◆ Problem requirements ◆
Search the records for "PodSanitizer". Copy every line where it appears.

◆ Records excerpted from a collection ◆

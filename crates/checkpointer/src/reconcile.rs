//! The reconciliation engine: one pass merges everything known about the node into a state per
//! checkpoint, keeps the staged checkpoints of parent pods up to date and then acts on the
//! decisions.
use std::collections::{BTreeMap, BTreeSet};
use std::time::{Duration, Instant};

use tracing::{debug, error, info, trace};

use crate::pod::{CheckpointId, Pod, PodMap};
use crate::sanitize::PodSanitizer;
use crate::snapshot::ResourceSnapshotter;
use crate::state::{Action, ApiCondition, CheckpointState};
use crate::store::{self, CheckpointStore};

/// Everything the data sources reported during one pass
#[derive(Clone, Debug, Default)]
pub struct Observation {
    /// Pods the container runtime reports as running
    pub local_running: BTreeSet<CheckpointId>,
    /// Parent pods the kubelet knows about
    pub local_parents: PodMap,
    /// Parent pods the API server has scheduled to this node, or `None` if the API server could
    /// not be reached
    pub api_parents: Option<PodMap>,
}

/// The checkpoints to start, stop and remove as decided by one pass
#[derive(Clone, Debug, Default, PartialEq, Eq)]
pub struct Decisions {
    /// Checkpoints to copy into the active manifest directory
    pub start: Vec<CheckpointId>,
    /// Checkpoints to delete from the active manifest directory
    pub stop: Vec<CheckpointId>,
    /// Checkpoints to delete entirely. The checkpointer's own checkpoint, if present, is last
    pub remove: Vec<CheckpointId>,
}

/// Tracks the state of every checkpoint on the node across passes
pub struct ReconciliationEngine {
    store: CheckpointStore,
    snapshotter: ResourceSnapshotter,
    sanitizer: PodSanitizer,
    self_id: CheckpointId,
    grace_period: Duration,
    refresh_interval: Duration,
    last_refresh: Option<Instant>,
    states: BTreeMap<CheckpointId, CheckpointState>,
}

impl ReconciliationEngine {
    /// Returns an engine with no known checkpoint states. `self_id` identifies the
    /// checkpointer's own pod. Snapshots of unchanged checkpoints are refreshed every
    /// `refresh_interval`
    pub fn new(
        store: CheckpointStore,
        snapshotter: ResourceSnapshotter,
        self_id: CheckpointId,
        grace_period: Duration,
        refresh_interval: Duration,
    ) -> Self {
        let sanitizer = PodSanitizer::new(snapshotter.paths().clone());
        ReconciliationEngine {
            store,
            snapshotter,
            sanitizer,
            self_id,
            grace_period,
            refresh_interval,
            last_refresh: None,
            states: BTreeMap::new(),
        }
    }

    /// The current state of a checkpoint, if it is tracked
    pub fn state(&self, id: &CheckpointId) -> Option<CheckpointState> {
        self.states.get(id).copied()
    }

    /// Runs one full pass: lists the checkpoints on disk, advances every state, refreshes the
    /// staged checkpoints of parent pods and then stops, starts and removes checkpoints, in that
    /// order. Failures for a single checkpoint are logged and do not affect the others
    pub async fn reconcile(
        &mut self,
        now: Instant,
        observation: Observation,
    ) -> anyhow::Result<Decisions> {
        let active = self.store.list_active().await?;
        let inactive = self.store.list_inactive().await?;

        let decisions = self.plan(now, &observation, &active, &inactive);
        debug!(?decisions, "Planned checkpoint actions");

        self.write_checkpoints(now, &observation.local_parents, &decisions.remove)
            .await;
        self.execute(&decisions).await;
        Ok(decisions)
    }

    /// Advances the state of every known checkpoint and returns what should happen to each.
    /// Nothing on disk is touched
    pub fn plan(
        &mut self,
        now: Instant,
        observation: &Observation,
        active: &PodMap,
        inactive: &PodMap,
    ) -> Decisions {
        let api_available = observation.api_parents.is_some();
        let no_parents = PodMap::new();
        let api_parents = observation.api_parents.as_ref().unwrap_or(&no_parents);

        let observed: BTreeSet<&CheckpointId> = observation
            .local_parents
            .keys()
            .chain(api_parents.keys())
            .chain(active.keys())
            .chain(inactive.keys())
            .collect();
        let known: BTreeSet<CheckpointId> = observed
            .iter()
            .copied()
            .chain(self.states.keys())
            .cloned()
            .collect();

        let mut previous = BTreeMap::new();
        let mut next_states = BTreeMap::new();
        for id in known {
            let is_self = id == self.self_id;
            let apis = ApiCondition {
                api_available,
                api_parent: api_parents.contains_key(&id),
                local_running: observation.local_running.contains(&id),
                local_parent: observation.local_parents.contains_key(&id),
            };
            let initial = || {
                CheckpointState::initial(
                    is_self,
                    active.contains_key(&id),
                    inactive.contains_key(&id),
                )
            };
            let current = match self.states.get(&id).copied() {
                // A local parent came back before the removal finished. Start over rather than
                // delete a checkpoint the kubelet may still need
                Some(CheckpointState::Remove) if apis.local_parent => initial(),
                Some(state) => state,
                None => initial(),
            };

            let next = match current {
                CheckpointState::Remove => CheckpointState::Remove,
                state => state.advance(now, apis, self.grace_period, is_self),
            };
            trace!(checkpoint = %id, from = ?current, to = ?next, ?apis, "Advanced checkpoint state");

            if next == CheckpointState::None && !observed.contains(&id) {
                continue;
            }
            previous.insert(id.clone(), current);
            next_states.insert(id, next);
        }

        self.hold_self_checkpoint(&previous, &mut next_states);
        for (id, from, to) in changed_states(&previous, &next_states) {
            info!(checkpoint = %id, ?from, ?to, "Checkpoint state changed");
        }

        let mut decisions = Decisions::default();
        for (id, state) in next_states.iter() {
            match state.action() {
                Action::Start => decisions.start.push(id.clone()),
                Action::Stop => decisions.stop.push(id.clone()),
                Action::Remove => decisions.remove.push(id.clone()),
                Action::None => (),
            }
        }
        if let Some(pos) = decisions.remove.iter().position(|id| *id == self.self_id) {
            let self_id = decisions.remove.remove(pos);
            decisions.remove.push(self_id);
        }

        self.states = next_states;
        decisions
    }

    /// The self-checkpoint goes last: it may only be removed in a pass that removes every other
    /// checkpoint too. Otherwise it keeps its previous state and tries again next pass
    fn hold_self_checkpoint(
        &self,
        previous: &BTreeMap<CheckpointId, CheckpointState>,
        next_states: &mut BTreeMap<CheckpointId, CheckpointState>,
    ) {
        if next_states.get(&self.self_id) != Some(&CheckpointState::Remove) {
            return;
        }
        let others_remain = next_states.iter().any(|(id, state)| {
            *id != self.self_id
                && !matches!(state, CheckpointState::None | CheckpointState::Remove)
        });
        if others_remain {
            if let Some(prev) = previous.get(&self.self_id) {
                debug!(checkpoint = %self.self_id, "Holding self-checkpoint until all other checkpoints are removed");
                next_states.insert(self.self_id.clone(), *prev);
            }
        }
    }

    /// Writes (or refreshes) the staged checkpoint of every parent pod that isn't being removed
    async fn write_checkpoints(&mut self, now: Instant, parents: &PodMap, remove: &[CheckpointId]) {
        let refresh_due = self
            .last_refresh
            .map(|last| now.saturating_duration_since(last) >= self.refresh_interval)
            .unwrap_or(true);

        for (id, parent) in parents
            .iter()
            .filter(|(id, pod)| pod.is_parent() && !remove.contains(id))
        {
            if let Err(e) = self.write_checkpoint(id, parent, refresh_due).await {
                error!(error = ?e, checkpoint = %id, "Unable to write checkpoint, will retry next pass");
            }
        }

        if refresh_due {
            self.last_refresh = Some(now);
        }
    }

    async fn write_checkpoint(
        &self,
        id: &CheckpointId,
        parent: &Pod,
        refresh_due: bool,
    ) -> anyhow::Result<()> {
        let checkpoint = self.sanitizer.sanitize(parent);
        let manifest = store::encode(&checkpoint)?;

        let changed = self.store.inactive_differs(id, &manifest).await?;
        if !changed && !refresh_due {
            trace!(checkpoint = %id, "Checkpoint is up to date");
            return Ok(());
        }

        // Snapshots go first so a staged checkpoint never points at missing data
        self.snapshotter.snapshot_pod(parent).await?;
        if self.store.stage(id, &manifest).await? {
            info!(checkpoint = %id, "Wrote checkpoint");
        }
        Ok(())
    }

    async fn execute(&mut self, decisions: &Decisions) {
        for id in decisions.stop.iter() {
            match self.store.deactivate(id).await {
                Ok(true) => info!(checkpoint = %id, "Stopped checkpoint"),
                Ok(false) => trace!(checkpoint = %id, "Checkpoint already stopped"),
                Err(e) => error!(error = ?e, checkpoint = %id, "Unable to stop checkpoint"),
            }
        }

        for id in decisions.start.iter() {
            match self.store.activate(id).await {
                Ok(true) => info!(checkpoint = %id, "Started checkpoint"),
                Ok(false) => trace!(checkpoint = %id, "Checkpoint already running"),
                Err(e) => error!(error = ?e, checkpoint = %id, "Unable to start checkpoint"),
            }
        }

        for id in decisions.remove.iter() {
            match self.remove_checkpoint(id).await {
                Ok(()) => {
                    info!(checkpoint = %id, "Removed checkpoint");
                    self.states.remove(id);
                }
                Err(e) => error!(error = ?e, checkpoint = %id, "Unable to remove checkpoint"),
            }
        }
    }

    // Snapshots, then the staged manifest, then the active one. A failure leaves the state at
    // Remove and the remaining steps are retried next pass
    async fn remove_checkpoint(&self, id: &CheckpointId) -> anyhow::Result<()> {
        self.snapshotter.purge(id).await?;
        self.store.remove_inactive(id).await?;
        self.store.deactivate(id).await?;
        Ok(())
    }
}

fn changed_states<'a>(
    previous: &'a BTreeMap<CheckpointId, CheckpointState>,
    next_states: &'a BTreeMap<CheckpointId, CheckpointState>,
) -> impl Iterator<Item = (&'a CheckpointId, CheckpointState, CheckpointState)> + 'a {
    next_states.iter().filter_map(move |(id, to)| match previous.get(id) {
        Some(from) if from != to => Some((id, *from, *to)),
        _ => None,
    })
}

◆ Exercise response ◆
use crate::sanitize::PodSanitizer;
    sanitizer: PodSanitizer,
        let sanitizer = PodSanitizer::new(snapshotter.paths().clone());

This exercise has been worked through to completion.